The history of the legislative process on how the Voting Rights Act existed is an interesting one. First, the bill (called S.1564) was sent to the Senate by Senators Mike Mansfield (D-MT) and Everett Dirksen (R-IL) on March 17, 1965. The bill’s language was heavily drafted by both members of Congress and Attorney General Katzenbach. LBJ didn’t want Southern Democrats to filibuster the legislation like they did to other civil rights efforts, so he enlisted Dirksen to help gain Republican support for the bill. Dirksen was hesitant in doing this, but he wanted to do it after the police violence against innocent marchers in Selma on Bloody Sunday. The bill was nicknamed “Dirksenbach” bill because Dirksen had a key role in helping Katzenbach to draft the bill. After Mansfield and Dirksen introduced the bill, 64 additional Senators agreed to cosponsor it. The bill wanted a stronger federal government role in preclearance (or allowing the U.S. Attorney General or other government functions to assist voting procedures in states). The bill was first considered by the Senate Judiciary Committee, whose chair, Senator James Eastland (D-MS), opposed the legislation with several other Southern Senators on the committee. Eastland wanted to stop the bill, so he proposed the motion to require the Judiciary Committee to report the bill out of committee by April 9, which the Senate overwhelmingly passed. During the committee’s consideration of the bill, Senator Ted Kennedy (D-MA) led an effort to amend the bill to prohibit poll taxes. The 24th Amendment banned poll taxes in federal elections in 1964. The problem was that no such ban existed in state elections (many people feared that the courts would strike down such a ban as unconstitutional). Delegations from Texas and Arkansas opposed such a proposal. Kennedy’s amendment to ban poll taxes was passed by a 9-4 vote.

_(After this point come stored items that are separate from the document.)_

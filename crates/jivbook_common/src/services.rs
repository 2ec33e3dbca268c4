//! Service abstractions for external providers.
//!
//! The notification service only knows the [`PushDelivery`] capability: "send to N
//! tokens and report per-token outcomes, send to a topic, manage topic
//! membership". Firebase is one implementation; tests use in-memory fakes.

use serde::{Deserialize, Serialize};
use serde_json::{Map, Value};
use std::error::Error as StdError;
use std::fmt;
use std::future::Future;
use std::pin::Pin;

use crate::models::Notification;

/// Type alias for a boxed future that returns a Result
pub type BoxFuture<'a, T, E> = Pin<Box<dyn Future<Output = Result<T, E>> + Send + 'a>>;

/// A wrapper error type that implements std::error::Error for Box<dyn std::error::Error + Send + Sync>
#[derive(Debug)]
pub struct BoxedError(pub Box<dyn StdError + Send + Sync>);

impl fmt::Display for BoxedError {
    fn fmt(&self, f: &mut fmt::Formatter<'_>) -> fmt::Result {
        write!(f, "{}", self.0)
    }
}

impl StdError for BoxedError {
    fn source(&self) -> Option<&(dyn StdError + 'static)> {
        self.0.source()
    }
}

impl From<Box<dyn StdError + Send + Sync>> for BoxedError {
    fn from(err: Box<dyn StdError + Send + Sync>) -> Self {
        BoxedError(err)
    }
}

/// Why one token could not be reached.
#[derive(Debug, Clone, PartialEq, Eq, Serialize, Deserialize)]
#[serde(rename_all = "camelCase")]
#[cfg_attr(feature = "openapi", derive(utoipa::ToSchema))]
pub struct DeliveryFailure {
    /// Provider error code, e.g. `UNREGISTERED`.
    pub code: String,
    pub message: String,
    /// The token is dead and must not be used again.
    pub invalid_token: bool,
}

/// Outcome for a single token of a multicast.
#[derive(Debug, Clone, PartialEq, Eq, Serialize, Deserialize)]
#[serde(rename_all = "camelCase")]
#[cfg_attr(feature = "openapi", derive(utoipa::ToSchema))]
pub struct TokenSendResponse {
    pub token: String,
    pub success: bool,
    pub message_id: Option<String>,
    pub error: Option<DeliveryFailure>,
}

impl TokenSendResponse {
    pub fn delivered(token: impl Into<String>, message_id: impl Into<String>) -> Self {
        Self {
            token: token.into(),
            success: true,
            message_id: Some(message_id.into()),
            error: None,
        }
    }

    pub fn failed(token: impl Into<String>, failure: DeliveryFailure) -> Self {
        Self {
            token: token.into(),
            success: false,
            message_id: None,
            error: Some(failure),
        }
    }
}

/// Normalized result of sending one notification to a list of tokens.
#[derive(Debug, Clone, PartialEq, Eq, Default, Serialize, Deserialize)]
#[serde(rename_all = "camelCase")]
#[cfg_attr(feature = "openapi", derive(utoipa::ToSchema))]
pub struct MulticastResult {
    pub success: bool,
    pub success_count: usize,
    pub failure_count: usize,
    /// In the same order as the tokens that were passed in.
    pub responses: Vec<TokenSendResponse>,
    /// Set when the whole call was refused before any token was tried.
    pub error: Option<String>,
}

impl MulticastResult {
    pub fn from_responses(responses: Vec<TokenSendResponse>) -> Self {
        let success_count = responses.iter().filter(|r| r.success).count();
        let failure_count = responses.len() - success_count;
        Self {
            success: success_count > 0,
            success_count,
            failure_count,
            responses,
            error: None,
        }
    }

    pub fn rejected(error: impl Into<String>) -> Self {
        Self {
            error: Some(error.into()),
            ..Self::default()
        }
    }

    /// Tokens the provider reported as unregistered or malformed.
    pub fn invalid_tokens(&self) -> Vec<String> {
        self.responses
            .iter()
            .filter(|r| r.error.as_ref().is_some_and(|e| e.invalid_token))
            .map(|r| r.token.clone())
            .collect()
    }
}

/// Result of a single-target send (one device or one topic).
#[derive(Debug, Clone, PartialEq, Eq, Default, Serialize, Deserialize)]
#[serde(rename_all = "camelCase")]
#[cfg_attr(feature = "openapi", derive(utoipa::ToSchema))]
pub struct SendResult {
    pub success: bool,
    pub message_id: Option<String>,
    pub error: Option<String>,
}

impl SendResult {
    pub fn sent(message_id: impl Into<String>) -> Self {
        Self {
            success: true,
            message_id: Some(message_id.into()),
            error: None,
        }
    }

    pub fn failed(error: impl Into<String>) -> Self {
        Self {
            success: false,
            message_id: None,
            error: Some(error.into()),
        }
    }
}

#[derive(Debug, Clone, PartialEq, Eq, Serialize, Deserialize)]
#[serde(rename_all = "camelCase")]
#[cfg_attr(feature = "openapi", derive(utoipa::ToSchema))]
pub struct TopicManagementError {
    /// Position of the token in the request.
    pub index: usize,
    pub reason: String,
}

/// Result of a topic (un)subscription for a list of tokens.
#[derive(Debug, Clone, PartialEq, Eq, Default, Serialize, Deserialize)]
#[serde(rename_all = "camelCase")]
#[cfg_attr(feature = "openapi", derive(utoipa::ToSchema))]
pub struct TopicManagementResult {
    pub success_count: usize,
    pub failure_count: usize,
    pub errors: Vec<TopicManagementError>,
}

/// A push-messaging provider.
///
/// Infrastructure faults (credentials, configuration, oversized batches) are
/// returned as `Err`. Per-token outcomes are data inside the `Ok` value, so a
/// call where every token failed is still `Ok`.
pub trait PushDelivery: Send + Sync {
    /// Error type returned by push delivery operations.
    type Error: std::error::Error + Send + Sync + 'static;

    /// Send one notification to at most 500 device tokens.
    fn send_to_multiple_devices<'a>(
        &'a self,
        tokens: &'a [String],
        notification: &'a Notification,
        extra_data: &'a Map<String, Value>,
    ) -> BoxFuture<'a, MulticastResult, Self::Error>;

    /// Send one notification to a single device token.
    fn send_to_device<'a>(
        &'a self,
        token: &'a str,
        notification: &'a Notification,
        extra_data: &'a Map<String, Value>,
    ) -> BoxFuture<'a, SendResult, Self::Error>;

    /// Send one notification to every device subscribed to `topic`.
    fn send_to_topic<'a>(
        &'a self,
        topic: &'a str,
        notification: &'a Notification,
        extra_data: &'a Map<String, Value>,
    ) -> BoxFuture<'a, SendResult, Self::Error>;

    fn subscribe_to_topic<'a>(
        &'a self,
        tokens: &'a [String],
        topic: &'a str,
    ) -> BoxFuture<'a, TopicManagementResult, Self::Error>;

    fn unsubscribe_from_topic<'a>(
        &'a self,
        tokens: &'a [String],
        topic: &'a str,
    ) -> BoxFuture<'a, TopicManagementResult, Self::Error>;
}

/// Shared handle the notification service holds on to.
pub type DynPushDelivery = std::sync::Arc<dyn PushDelivery<Error = BoxedError>>;

/// Adapts any [`PushDelivery`] to the boxed error type so it can live behind
/// [`DynPushDelivery`].
pub struct BoxedPushDelivery<P>(pub P);

fn boxed<E: StdError + Send + Sync + 'static>(err: E) -> BoxedError {
    BoxedError(Box::new(err))
}

impl<P: PushDelivery> PushDelivery for BoxedPushDelivery<P> {
    type Error = BoxedError;

    fn send_to_multiple_devices<'a>(
        &'a self,
        tokens: &'a [String],
        notification: &'a Notification,
        extra_data: &'a Map<String, Value>,
    ) -> BoxFuture<'a, MulticastResult, Self::Error> {
        Box::pin(async move {
            self.0
                .send_to_multiple_devices(tokens, notification, extra_data)
                .await
                .map_err(boxed)
        })
    }

    fn send_to_device<'a>(
        &'a self,
        token: &'a str,
        notification: &'a Notification,
        extra_data: &'a Map<String, Value>,
    ) -> BoxFuture<'a, SendResult, Self::Error> {
        Box::pin(async move {
            self.0
                .send_to_device(token, notification, extra_data)
                .await
                .map_err(boxed)
        })
    }

    fn send_to_topic<'a>(
        &'a self,
        topic: &'a str,
        notification: &'a Notification,
        extra_data: &'a Map<String, Value>,
    ) -> BoxFuture<'a, SendResult, Self::Error> {
        Box::pin(async move {
            self.0
                .send_to_topic(topic, notification, extra_data)
                .await
                .map_err(boxed)
        })
    }

    fn subscribe_to_topic<'a>(
        &'a self,
        tokens: &'a [String],
        topic: &'a str,
    ) -> BoxFuture<'a, TopicManagementResult, Self::Error> {
        Box::pin(async move {
            self.0
                .subscribe_to_topic(tokens, topic)
                .await
                .map_err(boxed)
        })
    }

    fn unsubscribe_from_topic<'a>(
        &'a self,
        tokens: &'a [String],
        topic: &'a str,
    ) -> BoxFuture<'a, TopicManagementResult, Self::Error> {
        Box::pin(async move {
            self.0
                .unsubscribe_from_topic(tokens, topic)
                .await
                .map_err(boxed)
        })
    }
}

const DISABLED: &str = "Push delivery is disabled";

/// Stand-in used when no push provider is configured. Every send reports an
/// unsuccessful outcome, so records end up `failed` instead of stuck in `sending`.
#[derive(Debug, Clone, Copy, Default)]
pub struct DisabledPushDelivery;

impl PushDelivery for DisabledPushDelivery {
    type Error = BoxedError;

    fn send_to_multiple_devices<'a>(
        &'a self,
        tokens: &'a [String],
        _notification: &'a Notification,
        _extra_data: &'a Map<String, Value>,
    ) -> BoxFuture<'a, MulticastResult, Self::Error> {
        Box::pin(async move {
            Ok(MulticastResult {
                failure_count: tokens.len(),
                ..MulticastResult::rejected(DISABLED)
            })
        })
    }

    fn send_to_device<'a>(
        &'a self,
        _token: &'a str,
        _notification: &'a Notification,
        _extra_data: &'a Map<String, Value>,
    ) -> BoxFuture<'a, SendResult, Self::Error> {
        Box::pin(async move { Ok(SendResult::failed(DISABLED)) })
    }

    fn send_to_topic<'a>(
        &'a self,
        _topic: &'a str,
        _notification: &'a Notification,
        _extra_data: &'a Map<String, Value>,
    ) -> BoxFuture<'a, SendResult, Self::Error> {
        Box::pin(async move { Ok(SendResult::failed(DISABLED)) })
    }

    fn subscribe_to_topic<'a>(
        &'a self,
        tokens: &'a [String],
        _topic: &'a str,
    ) -> BoxFuture<'a, TopicManagementResult, Self::Error> {
        Box::pin(async move { Ok(all_rejected(tokens)) })
    }

    fn unsubscribe_from_topic<'a>(
        &'a self,
        tokens: &'a [String],
        _topic: &'a str,
    ) -> BoxFuture<'a, TopicManagementResult, Self::Error> {
        Box::pin(async move { Ok(all_rejected(tokens)) })
    }
}

fn all_rejected(tokens: &[String]) -> TopicManagementResult {
    TopicManagementResult {
        success_count: 0,
        failure_count: tokens.len(),
        errors: (0..tokens.len())
            .map(|index| TopicManagementError {
                index,
                reason: DISABLED.to_string(),
            })
            .collect(),
    }
}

The Voting Rights Bill was reported but of committee on April 9 by a 12-4 vote without a recommendation. On April 22, the full Senate debated on the bill. Dirksen spoke first on the bill's behalf, saying that "legislation is needed if the unequivocal mandate of the 15th Amendment ... is to be enforced and made effective, and if the Declaration of Independence is to be made truly meaningful.” Of course, Senator Strom Thurmond (R-SC) opposed the bill making the ludicrous charge that it would lead to despotism and tyranny. Senator Sam Ervin (D-NC) called the bill unconstitutional since its deprived states of their right under Article I, Section 2 of the Constitution to establish voter qualifications and because the bill's special provisions targeted only certain jurisdictions. On May 6, Ervin offered an amendment to abolish the coverage formula's automatic trigger and instead allow federal judges to appoint federal examiners to administer voter registration. This amendment overwhelmingly failed, with 42 Democrats and 22 Republicans voting against it. After lengthy debate, Ted Kennedy's amendment to prohibit poll taxes also failed 49-45.

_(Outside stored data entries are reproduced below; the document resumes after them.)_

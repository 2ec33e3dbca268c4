#![cfg(feature = "openapi")]

use jivbook_common::models::{
    AgeRange, DailyStats, DeliveryStats, DeviceInfo, DeviceToken, Notification,
    NotificationCategory, NotificationPriority, NotificationSettings, NotificationStatus,
    NotificationType, NotificationTypeToggles, Pagination, Platform, TargetFilters,
    TypeStatusStats,
};
use jivbook_common::services::{TopicManagementError, TopicManagementResult};
use utoipa::OpenApi;

use crate::handlers::{
    ContentFields, CountResponse, RegisterDeviceRequest, RegisteredDevice, ScheduleRequest,
    SendBroadcastRequest, SendToTopicRequest, SendToUserRequest, TestNotificationRequest,
    TopicRequest, TriggerResponse, UnregisterDeviceRequest, UpdatedResponse,
};
use crate::models::{NotificationAnalytics, NotificationListing, SendReport, UserNotifications};
use crate::scheduler::JobStatus;

#[derive(OpenApi)]
#[openapi(
    paths(
        crate::handlers::register_device_handler,
        crate::handlers::unregister_device_handler,
        crate::handlers::subscribe_topic_handler,
        crate::handlers::unsubscribe_topic_handler,
        crate::handlers::my_notifications_handler,
        crate::handlers::unread_count_handler,
        crate::handlers::mark_as_read_handler,
        crate::handlers::mark_all_as_read_handler,
        crate::handlers::delete_notification_handler,
        crate::handlers::get_settings_handler,
        crate::handlers::update_settings_handler,
        crate::handlers::send_to_user_handler,
        crate::handlers::send_broadcast_handler,
        crate::handlers::send_to_topic_handler,
        crate::handlers::schedule_notification_handler,
        crate::handlers::test_notification_handler,
        crate::handlers::event_notification_handler,
        crate::handlers::all_notifications_handler,
        crate::handlers::cancel_scheduled_handler,
        crate::handlers::analytics_handler,
        crate::handlers::jobs_status_handler,
        crate::handlers::trigger_jobs_handler
    ),
    components(
        schemas(
            RegisterDeviceRequest,
            RegisteredDevice,
            UnregisterDeviceRequest,
            TopicRequest,
            ContentFields,
            SendToUserRequest,
            SendBroadcastRequest,
            SendToTopicRequest,
            ScheduleRequest,
            TestNotificationRequest,
            CountResponse,
            UpdatedResponse,
            TriggerResponse,
            SendReport,
            UserNotifications,
            NotificationListing,
            NotificationAnalytics,
            JobStatus,
            Notification,
            NotificationType,
            NotificationCategory,
            NotificationPriority,
            NotificationStatus,
            DeliveryStats,
            NotificationSettings,
            NotificationTypeToggles,
            TargetFilters,
            AgeRange,
            Pagination,
            TypeStatusStats,
            DailyStats,
            DeviceToken,
            DeviceInfo,
            Platform,
            TopicManagementResult,
            TopicManagementError
        )
    ),
    tags(
        (name = "Notifications", description = "Device registration and the caller's inbox"),
        (
            name = "Notifications Admin",
            description = "Sending, scheduling and analytics (admin only)"
        )
    ),
    servers(
        (url = "/api", description = "Jivbook API server")
    )
)]
pub struct NotificationApiDoc;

However, the Senate agreed to include a provision authorizing the Attorney General to sue any jurisdiction, covered or non-covered, to challenge its use of poll taxes. An amendment offered by Senator Robert Kennedy (D-NY) to enfranchise English-illiterate citizens who had attained at least a sixth-grade education in a non-English-speaking school also passed by 48-19. Southern legislators offered a series of amendments to weaken the bill, all of which failed. On May 25, 1965, the Senate voted for cloture 70-30. Cloture is a motion or process to bring the debate to a quick end. On May 26, 1965, the Senate passed the bill by a 77-19 vote (Democrats 47-16 and Republicans 30-2). The Act was introduced in the House of Representatives as H.R. 6400. The debate on the bill happened more slowly than on the Senate. The House Judiciary Committee approved the bill on May 12. It didn’t file its report until June 1.

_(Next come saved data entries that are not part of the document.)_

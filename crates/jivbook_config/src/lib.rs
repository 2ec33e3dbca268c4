//! Configuration loading for Jivbook
//!
//! Settings are layered in this order, later sources winning:
//!
//! 1. `config/default.{toml,json,yaml}`
//! 2. `config/{RUN_ENV}.{toml,json,yaml}` (`RUN_ENV` defaults to `debug`)
//! 3. Environment variables with the `PREFIX` prefix (default `JIVBOOK`) and `__`
//!    as the nesting separator, e.g. `JIVBOOK__DATABASE__URL`.
//!
//! String values equal to `secret_from_env` are then replaced with the environment
//! variable named after their path, e.g. `firebase.key_path` reads `FIREBASE_KEY_PATH`.

use config::{Config, ConfigError, Environment, File};
use once_cell::sync::OnceCell;
use serde_json::Value;
use std::env;
use std::path::{Path, PathBuf};
use tracing::{debug, warn};

pub mod models;
pub use models::*;

const SECRET_MARKER: &str = "secret_from_env";

/// Loads the application configuration from the default locations.
///
/// The config directory can be moved with `CONFIG_DIR`.
pub fn load_config() -> Result<AppConfig, ConfigError> {
    ensure_dotenv_loaded();

    let run_env = env::var("RUN_ENV").unwrap_or_else(|_| "debug".to_string());
    let prefix = env::var("PREFIX").unwrap_or_else(|_| "JIVBOOK".to_string());
    let config_dir = env::var("CONFIG_DIR")
        .map(PathBuf::from)
        .unwrap_or_else(|_| PathBuf::from("config"));

    load_config_from(&config_dir, &run_env, &prefix)
}

/// Loads the configuration from an explicit directory, run environment and env prefix.
///
/// # Errors
///
/// Returns a `ConfigError` if a present file cannot be parsed or the merged
/// values do not deserialize into [`AppConfig`].
pub fn load_config_from(
    config_dir: &Path,
    run_env: &str,
    prefix: &str,
) -> Result<AppConfig, ConfigError> {
    let default_path = config_dir.join("default");
    let env_path = config_dir.join(run_env);

    debug!("Loading default config from {}", default_path.display());
    debug!("Loading {} config from {}", run_env, env_path.display());

    let builder = Config::builder()
        .add_source(File::with_name(&default_path.to_string_lossy()).required(false))
        .add_source(File::with_name(&env_path.to_string_lossy()).required(false))
        .add_source(
            Environment::with_prefix(prefix)
                .separator("__")
                .try_parsing(true),
        );

    let raw_config: AppConfig = builder.build()?.try_deserialize()?;
    apply_env_overrides_from_marker(raw_config)
}

/// Recursively replaces all "secret_from_env" string values with environment variable values
fn inject_env_secrets(value: &mut Value) {
    fn walk(path: Vec<String>, obj: &mut Value) {
        match obj {
            Value::Object(map) => {
                for (k, v) in map.iter_mut() {
                    let mut new_path = path.clone();
                    new_path.push(k.to_string());
                    walk(new_path, v);
                }
            }
            Value::String(s) if s == SECRET_MARKER => {
                let env_key = path.join("_").to_uppercase();
                if let Ok(env_val) = env::var(&env_key) {
                    *obj = Value::String(env_val);
                } else {
                    warn!("Env var {} not found for {}", env_key, SECRET_MARKER);
                }
            }
            _ => {}
        }
    }

    walk(vec![], value);
}

/// Applies environment overrides based on "secret_from_env" markers in serialized config
pub fn apply_env_overrides_from_marker(config: AppConfig) -> Result<AppConfig, ConfigError> {
    let mut json = serde_json::to_value(&config)
        .map_err(|e| ConfigError::Message(format!("AppConfig is not serializable: {}", e)))?;
    inject_env_secrets(&mut json);
    serde_json::from_value(json)
        .map_err(|e| ConfigError::Message(format!("AppConfig is not deserializable: {}", e)))
}

static INIT_DOTENV: OnceCell<()> = OnceCell::new();

/// Ensures that the dotenv file is loaded into the environment variables.
///
/// `DOTENV_OVERRIDE` wins over a first command line argument starting with `.env`,
/// which wins over the plain `.env` file. Loading happens at most once per process.
///
/// # Returns
///
/// The path of the dotenv file that was (or would have been) loaded.
pub fn ensure_dotenv_loaded() -> String {
    let dotenv_path_override = env::var("DOTENV_OVERRIDE").ok();
    let dotenv_path_arg = env::args().nth(1).filter(|s| s.starts_with(".env"));

    let dotenv_path = dotenv_path_override
        .or(dotenv_path_arg)
        .unwrap_or_else(|| ".env".to_string());

    INIT_DOTENV.get_or_init(|| {
        dotenv::from_filename(&dotenv_path).ok();
    });

    dotenv_path
}
//! Background jobs of the notification subsystem
//!
//! | job                  | fires                | does                                          |
//! |----------------------|----------------------|-----------------------------------------------|
//! | `scheduledProcessor` | every minute         | replays due scheduled notifications           |
//! | `expiredCleaner`     | daily at 00:00       | deletes expired `sent`/`failed` notifications |
//! | `tokenCleaner`       | Sundays at 02:00     | deletes inactive and stale device tokens      |
//!
//! Times are evaluated in the configured zone. Each fire spawns its run as a
//! separate task, so a slow run can overlap the next one. There is no
//! cross-process lock: run a single scheduler per database.

use std::collections::HashMap;
use std::sync::{Arc, Mutex, MutexGuard, PoisonError};

use chrono::{DateTime, Utc, Weekday};
use chrono_tz::Tz;
use jivbook_config::NotificationsConfig;
use serde::Serialize;
use tokio_util::sync::CancellationToken;
use tracing::{debug, error, info, warn};

use crate::error::NotificationError;
use crate::schedule::JobSchedule;
use crate::service::NotificationService;

#[derive(Debug, Clone, Copy, PartialEq, Eq, Hash)]
pub enum Job {
    ScheduledProcessor,
    ExpiredCleaner,
    TokenCleaner,
}

impl Job {
    pub const ALL: [Job; 3] = [Job::ScheduledProcessor, Job::ExpiredCleaner, Job::TokenCleaner];

    pub fn name(&self) -> &'static str {
        match self {
            Job::ScheduledProcessor => "scheduledProcessor",
            Job::ExpiredCleaner => "expiredCleaner",
            Job::TokenCleaner => "tokenCleaner",
        }
    }

    pub fn from_name(name: &str) -> Option<Job> {
        Job::ALL.into_iter().find(|job| job.name() == name)
    }

    pub fn schedule(&self) -> JobSchedule {
        match self {
            Job::ScheduledProcessor => JobSchedule::EveryMinute,
            Job::ExpiredCleaner => JobSchedule::DailyAt { hour: 0, minute: 0 },
            Job::TokenCleaner => JobSchedule::WeeklyAt {
                weekday: Weekday::Sun,
                hour: 2,
                minute: 0,
            },
        }
    }

    async fn run(self, service: &NotificationService) {
        let outcome = match self {
            Job::ScheduledProcessor => service
                .process_scheduled_notifications()
                .await
                .map(|report| report.processed as u64),
            Job::ExpiredCleaner => service.cleanup_expired().await,
            Job::TokenCleaner => service.cleanup_stale_tokens().await,
        };
        match outcome {
            Ok(count) => debug!("Job {} finished ({} item(s))", self.name(), count),
            Err(err) => error!("Job {} failed: {}", self.name(), err),
        }
    }
}

/// Status line of one job.
#[derive(Debug, Clone, PartialEq, Eq, Serialize)]
#[serde(rename_all = "camelCase")]
#[cfg_attr(feature = "openapi", derive(utoipa::ToSchema))]
pub struct JobStatus {
    pub name: String,
    /// Cron notation of the schedule.
    pub schedule: String,
    pub running: bool,
    pub next_run: Option<DateTime<Utc>>,
}

pub struct NotificationScheduler {
    service: Arc<NotificationService>,
    timezone: Tz,
    running: Mutex<HashMap<Job, CancellationToken>>,
}

impl NotificationScheduler {
    pub fn new(service: Arc<NotificationService>, timezone: Tz) -> Self {
        Self {
            service,
            timezone,
            running: Mutex::new(HashMap::new()),
        }
    }

    /// Uses the configured zone, falling back to UTC when it is unknown.
    pub fn from_config(service: Arc<NotificationService>, config: &NotificationsConfig) -> Self {
        let timezone = config.timezone.parse::<Tz>().unwrap_or_else(|_| {
            warn!(
                "Unknown time zone '{}' for notification jobs, using UTC",
                config.timezone
            );
            Tz::UTC
        });
        Self::new(service, timezone)
    }

    pub fn timezone(&self) -> Tz {
        self.timezone
    }

    fn jobs(&self) -> MutexGuard<'_, HashMap<Job, CancellationToken>> {
        self.running.lock().unwrap_or_else(PoisonError::into_inner)
    }

    pub fn start_all(&self) {
        for job in Job::ALL {
            self.start(job);
        }
        info!("Notification jobs started ({})", self.timezone);
    }

    pub fn stop_all(&self) {
        let stopped: Vec<(Job, CancellationToken)> = self.jobs().drain().collect();
        for (job, token) in stopped {
            token.cancel();
            debug!("Job {} stopped", job.name());
        }
    }

    /// Starts the named job. `false` if the name is unknown or it already runs.
    pub fn start_job(&self, name: &str) -> bool {
        Job::from_name(name).is_some_and(|job| self.start(job))
    }

    /// Stops the named job. `false` if the name is unknown or it was not running.
    pub fn stop_job(&self, name: &str) -> bool {
        let Some(job) = Job::from_name(name) else {
            return false;
        };
        match self.jobs().remove(&job) {
            Some(token) => {
                token.cancel();
                info!("Job {} stopped", job.name());
                true
            }
            None => false,
        }
    }

    pub fn jobs_status(&self) -> Vec<JobStatus> {
        let jobs = self.jobs();
        let now = Utc::now();
        Job::ALL
            .into_iter()
            .map(|job| {
                let running = jobs.contains_key(&job);
                JobStatus {
                    name: job.name().to_string(),
                    schedule: job.schedule().cron(),
                    running,
                    next_run: running.then(|| job.schedule().next_after(now, self.timezone)),
                }
            })
            .collect()
    }

    /// Runs one scheduled-notification pass now. `true` if the pass completed.
    pub async fn trigger_scheduled_processing(&self) -> bool {
        match self.service.process_scheduled_notifications().await {
            Ok(report) => {
                info!(
                    "Manual scheduled pass: {} processed, {} errors",
                    report.processed, report.errors
                );
                true
            }
            Err(err) => {
                error!("Manual scheduled pass failed: {}", err);
                false
            }
        }
    }

    pub async fn run_expired_cleanup(&self) -> Result<u64, NotificationError> {
        self.service.cleanup_expired().await
    }

    pub async fn run_token_cleanup(&self) -> Result<u64, NotificationError> {
        self.service.cleanup_stale_tokens().await
    }

    fn start(&self, job: Job) -> bool {
        let mut jobs = self.jobs();
        if jobs.contains_key(&job) {
            return false;
        }

        let token = CancellationToken::new();
        let cancelled = token.clone();
        let service = Arc::clone(&self.service);
        let timezone = self.timezone;
        let schedule = job.schedule();

        tokio::spawn(async move {
            loop {
                let now = Utc::now();
                let next = schedule.next_after(now, timezone);
                let wait = (next - now).to_std().unwrap_or_default();

                tokio::select! {
                    _ = cancelled.cancelled() => {
                        debug!("Job {} loop exiting", job.name());
                        break;
                    }
                    _ = tokio::time::sleep(wait) => {
                        debug!("Job {} firing", job.name());
                        let service = Arc::clone(&service);
                        tokio::spawn(async move { job.run(&service).await });
                    }
                }
            }
        });

        jobs.insert(job, token);
        info!("Job {} started ({})", job.name(), schedule.cron());
        true
    }
}

impl Drop for NotificationScheduler {
    fn drop(&mut self) {
        for (_, token) in self.jobs().drain() {
            token.cancel();
        }
    }
}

The committee's ranking Republican, William McCulloch (R-OH), generally supported expanding voting rights, but he opposed both the poll tax ban and the coverage formula, and he led opposition to the bill in committee. The Speaker of the House John McCormack supported the bill and the poll tax prohibition. The bill was then considered by the Rules Committee. Its chair was Howard w. Smith (D-VA). He opposed the bill and delayed its consideration under June 24. Under pressure from the bill's proponents, he allowed the bill to be released from committee a week later, and the full House started debating the bill on July 6. McCulloch wanted to defeat the Voting Rights Act. So, he introduced an alternative bill called H.R. 7896. It would have allowed the Attorney General to appoint federal registrars after receiving 25 serious complaints of discrimination about a jurisdiction and imposed a nationwide ban on literacy tests for persons who demonstrated having attained a sixth-grade education. McCulloch's bill was co-sponsored by House Minority Leader Gerald Ford (R-MI) and supported by Southern Democrats as an alternative to the Voting Rights Act. The Johnson administration viewed H.R. 7896 as a serious threat to passing the Voting Rights Act. However, support for H.R. 7896 dissipated after William M. Tuck (D-VA) publicly said he preferred H.R. 7896 because the Voting Rights Act would legitimately ensure that African Americans could vote. His statement alienated most supporters of H.R. 7896, and the bill failed on the House floor by a 171-248 vote on July 9. Later that night, the House passed the Voting Rights Act by a 333-85 vote (Democrats 221-61, Republicans 112-24).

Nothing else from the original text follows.